Aquaporin-1 (AQP1) mediates cardiac oedema and mitochondrial dysfunction in cardiometabolic HFpEF: New insights into the mechanisms of SGLT2 inhibitors
- Biochem Pharmacol. 2026 Jun 12;251(Pt 2):118159. doi: 10.1016/j.bcp.2026.118159.
- 1. NHC Key Lab of Hormones and Development and Tianjin Key Lab of Metabolic Diseases, Tianjin Medical University Chu Hsien-I Memorial Hospital & Institute of Endocrinology, Tianjin 300134, China.
- 2. Department of Nephrology, Kidney Disease Medical Center, General Hospital, Tianjin Medical University, National Key Clinical Specialty, Tianjin Key Medical Discipline, Tianjin 300041, China.
- 3. NHC Key Lab of Hormones and Development and Tianjin Key Lab of Metabolic Diseases, Tianjin Medical University Chu Hsien-I Memorial Hospital & Institute of Endocrinology, Tianjin 300134, China; Department of Endocrinology, Affiliated Hospital of Guangdong Medical University, Zhanjiang, Guangdong 524001, China. Electronic address: [email protected].
- 4. NHC Key Lab of Hormones and Development and Tianjin Key Lab of Metabolic Diseases, Tianjin Medical University Chu Hsien-I Memorial Hospital & Institute of Endocrinology, Tianjin 300134, China. Electronic address: [email protected].

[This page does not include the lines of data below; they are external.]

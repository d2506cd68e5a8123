//! Hierarchical asset catalogue mirroring the directory structure of inlined assets.

use std::collections::BTreeMap;

use serde::Serialize;

/// One node of the catalogue tree: either an inlined asset or a directory level.
#[derive(Debug, Clone, PartialEq, Eq, Serialize)]
#[serde(untagged)]
pub enum CatalogueNode {
    /// Encoded asset contents stored at this path.
    Leaf(String),
    /// Directory level keyed by the next path segment.
    Branch(BTreeMap<String, CatalogueNode>),
}

/// Nested key-value tree of encoded asset contents, keyed by path segment.
///
/// The path from the root to any leaf, joined by `/`, equals the normalized
/// relative path of the asset stored there. Shared directory prefixes share
/// nodes; inserting at an occupied path replaces the previous leaf.
#[derive(Debug, Clone, Default, PartialEq, Eq, Serialize)]
#[serde(transparent)]
pub struct AssetCatalogue {
    root: BTreeMap<String, CatalogueNode>,
}

impl AssetCatalogue {
    /// Insert encoded contents at the given normalized relative path.
    ///
    /// Intermediate segments become branch nodes as needed; a leaf occupying an
    /// intermediate segment is replaced by a branch, and a prior leaf at the
    /// exact path is overwritten (last write wins).
    pub fn insert(&mut self, normalized_path: &str, contents: String) {
        let segments: Vec<&str> = normalized_path
            .split('/')
            .filter(|segment| !segment.is_empty())
            .collect();
        let Some((last, intermediate)) = segments.split_last() else {
            return;
        };

        let mut node = &mut self.root;
        for segment in intermediate {
            let child = node
                .entry((*segment).to_string())
                .or_insert_with(|| CatalogueNode::Branch(BTreeMap::new()));
            if !matches!(child, CatalogueNode::Branch(_)) {
                *child = CatalogueNode::Branch(BTreeMap::new());
            }
            let CatalogueNode::Branch(children) = child else {
                unreachable!("intermediate catalogue nodes are always branches");
            };
            node = children;
        }

        node.insert((*last).to_string(), CatalogueNode::Leaf(contents));
    }

    /// Look up the node stored at a normalized relative path.
    pub fn get(&self, normalized_path: &str) -> Option<&CatalogueNode> {
        let mut segments = normalized_path
            .split('/')
            .filter(|segment| !segment.is_empty());
        let first = segments.next()?;
        let mut node = self.root.get(first)?;
        for segment in segments {
            let CatalogueNode::Branch(children) = node else {
                return None;
            };
            node = children.get(segment)?;
        }
        Some(node)
    }

    /// Returns `true` when no asset has been inserted.
    pub fn is_empty(&self) -> bool {
        self.root.is_empty()
    }
}

/// Normalize a reference path: collapse `./` segments, resolve `../` where a
/// parent segment is available, and drop redundant separators.
///
/// Leading `..` segments that cannot be resolved are kept, matching how the
/// path would be interpreted relative to the resolution base directory.
pub fn normalize_reference_path(reference: &str) -> String {
    let mut segments: Vec<&str> = Vec::new();
    for segment in reference.split('/') {
        match segment {
            "" | "." => {}
            ".." => {
                if matches!(segments.last(), Some(&last) if last != "..") {
                    segments.pop();
                } else {
                    segments.push("..");
                }
            }
            other => segments.push(other),
        }
    }
    segments.join("/")
}

#[cfg(test)]
mod tests {
    use super::*;

    #[test]
    fn normalizes_current_dir_and_duplicate_separators() {
        assert_eq!(normalize_reference_path("./img//x.png"), "img/x.png");
        assert_eq!(normalize_reference_path("a/./b/c.js"), "a/b/c.js");
    }

    #[test]
    fn resolves_parent_segments_where_possible() {
        assert_eq!(normalize_reference_path("a/b/../c.js"), "a/c.js");
        assert_eq!(normalize_reference_path("../shared/x.css"), "../shared/x.css");
        assert_eq!(normalize_reference_path("a/../../x"), "../x");
    }

    #[test]
    fn shared_prefixes_share_branch_nodes() {
        let mut catalogue = AssetCatalogue::default();
        catalogue.insert("a/b/c.js", "first".into());
        catalogue.insert("a/b/d.js", "second".into());

        let CatalogueNode::Branch(a) = catalogue.get("a").unwrap() else {
            panic!("expected branch at a");
        };
        assert_eq!(a.len(), 1);
        assert_eq!(
            catalogue.get("a/b/c.js"),
            Some(&CatalogueNode::Leaf("first".into()))
        );
        assert_eq!(
            catalogue.get("a/b/d.js"),
            Some(&CatalogueNode::Leaf("second".into()))
        );
    }

    #[test]
    fn duplicate_paths_keep_last_contents() {
        let mut catalogue = AssetCatalogue::default();
        catalogue.insert("img/x.png", "old".into());
        catalogue.insert("img/x.png", "new".into());

        assert_eq!(
            catalogue.get("img/x.png"),
            Some(&CatalogueNode::Leaf("new".into()))
        );
    }

    #[test]
    fn serializes_as_nested_objects() {
        let mut catalogue = AssetCatalogue::default();
        catalogue.insert("img/x.png", "data:image/png;base64,AAAA".into());

        let value = serde_json::to_value(&catalogue).unwrap();
        assert_eq!(value["img"]["x.png"], "data:image/png;base64,AAAA");
    }
}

Myocardial oedema contributes significantly to cardiomyocyte dysfunction and death. A 3.5 % increase in water content can result in a 30-50 % reduction in cardiac output. Myocardial oedema is an early complication of prediabetes and is associated with ventricular remodelling and diastolic dysfunction; however, its regulatory mechanisms remain unclear. In this study, we aimed to investigate the role of Aquaporin-1 (AQP1) in myocardial oedema and mitochondrial dysfunction during prediabetes and explore whether the sodium-glucose cotransporter 2 (SGLT2) inhibitor empagliflozin (EMPA) exerts cardioprotective effects by targeting AQP1.Using a high-fat diet-induced hyperinsulinaemic rat model that recapitulates key features of cardiometabolic heart failure with preserved ejection fraction (HFpEF)-including obesity, hypertension, and diastolic dysfunction-along with AQP1 knockout rats and cultured cardiomyocytes, we found that hyperinsulinaemia upregulated cardiac AQP1 expression, leading to myocardial oedema as evidenced by increased myocardial water content and T2-weighted magnetic resonance imaging signals. AQP1 deficiency (in knockout rats) or its knockdown (in vitro) significantly attenuated insulin-induced oedema and cardiomyocyte hypertrophy.Mechanistically, AQP1 upregulation disrupted the expression of key ion transporters: Na+/H+ exchanger 1, Na+/CA2+ exchanger 1, and Na+/K+-ATPase, resulting in intracellular Na+-Ca2+ overload and mitochondrial dysfunction. EMPA directly bound to AQP1, downregulated its expression, ameliorated myocardial oedema, restored ion transporter balance, and improved mitochondrial function. Our findings indicate that AQP1-driven myocardial oedema is an early critical mechanism of prediabetic myocardial injury, and EMPA partially alleviates this process by downregulating abnormal AQP1 expression. Therefore, targeting AQP1 may represent a novel therapeutic strategy for prediabetic myocardial injury, a key precursor of cardiometabolic HFpEF.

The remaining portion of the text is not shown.